## What is being asked
Having read the data, transcribe all of it without deviation.

Segment Start: Available data

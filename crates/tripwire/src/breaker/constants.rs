// Copyright (c) Microsoft Corporation.
// Licensed under the MIT License.

use std::time::Duration;

/// Default per-call timeout.
pub(crate) const DEFAULT_TIMEOUT: Duration = Duration::from_secs(3);

/// Default time the circuit stays open before a probe call is allowed.
pub(crate) const DEFAULT_RESET_TIME: Duration = Duration::from_secs(1);

/// Default minimum number of calls in the health window before the circuit
/// state is judged from error rates. The circuit stays closed below this.
pub(crate) const DEFAULT_VOLUME_THRESHOLD: u32 = 10;

/// Default overall error rate at which the circuit trips.
pub(crate) const DEFAULT_ERROR_THRESHOLD: f32 = 0.05;

/// Default duration of one health window bucket.
pub(crate) const DEFAULT_WINDOW_BUCKET_SIZE: Duration = Duration::from_secs(1);

/// Default number of buckets retained in the health window.
pub(crate) const DEFAULT_WINDOW_BUCKET_COUNT: usize = 10;

/// Default reporting interval.
pub(crate) const DEFAULT_INTERVAL_SIZE: Duration = Duration::from_secs(1);

/// Fault name under which timed-out calls are tallied.
///
/// Named fault thresholds can target this name to trip the circuit on
/// timeouts specifically.
pub const TIMEOUT_FAULT: &str = "TimeoutError";

/// Fault name under which short-circuited calls are tallied.
///
/// Rejections recorded while the circuit is open keep the measured error
/// rate high until the reset time elapses.
pub const OPEN_CIRCUIT_FAULT: &str = "OpenCircuitError";

pub(crate) const ERR_POISONED_LOCK: &str =
    "poisoned lock - cannot continue execution because counter integrity can no longer be upheld";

Segment End: Available data

## Response to the task
filename crates/tripwire/src/breaker/constants.rs
// Copyright (c) Microsoft Corporation.
// Licensed under the MIT License.

use std::time::Duration;

/// Default per-call timeout.
pub(crate) const DEFAULT_TIMEOUT: Duration = Duration::from_secs(3);

/// Default time the circuit stays open before a probe call is allowed.
pub(crate) const DEFAULT_RESET_TIME: Duration = Duration::from_secs(1);

/// Default minimum number of calls in the health window before the circuit
/// state is judged from error rates. The circuit stays closed below this.
pub(crate) const DEFAULT_VOLUME_THRESHOLD: u32 = 10;

/// Default overall error rate at which the circuit trips.
pub(crate) const DEFAULT_ERROR_THRESHOLD: f32 = 0.05;

/// Default duration of one health window bucket.
pub(crate) const DEFAULT_WINDOW_BUCKET_SIZE: Duration = Duration::from_secs(1);

/// Default number of buckets retained in the health window.
pub(crate) const DEFAULT_WINDOW_BUCKET_COUNT: usize = 10;

/// Default reporting interval.
pub(crate) const DEFAULT_INTERVAL_SIZE: Duration = Duration::from_secs(1);

/// Fault name under which timed-out calls are tallied.
///
/// Named fault thresholds can target this name to trip the circuit on
/// timeouts specifically.
pub const TIMEOUT_FAULT: &str = "TimeoutError";

/// Fault name under which short-circuited calls are tallied.
///
/// Rejections recorded while the circuit is open keep the measured error
/// rate high until the reset time elapses.
pub const OPEN_CIRCUIT_FAULT: &str = "OpenCircuitError";

pub(crate) const ERR_POISONED_LOCK: &str =
    "poisoned lock - cannot continue execution because counter integrity can no longer be upheld";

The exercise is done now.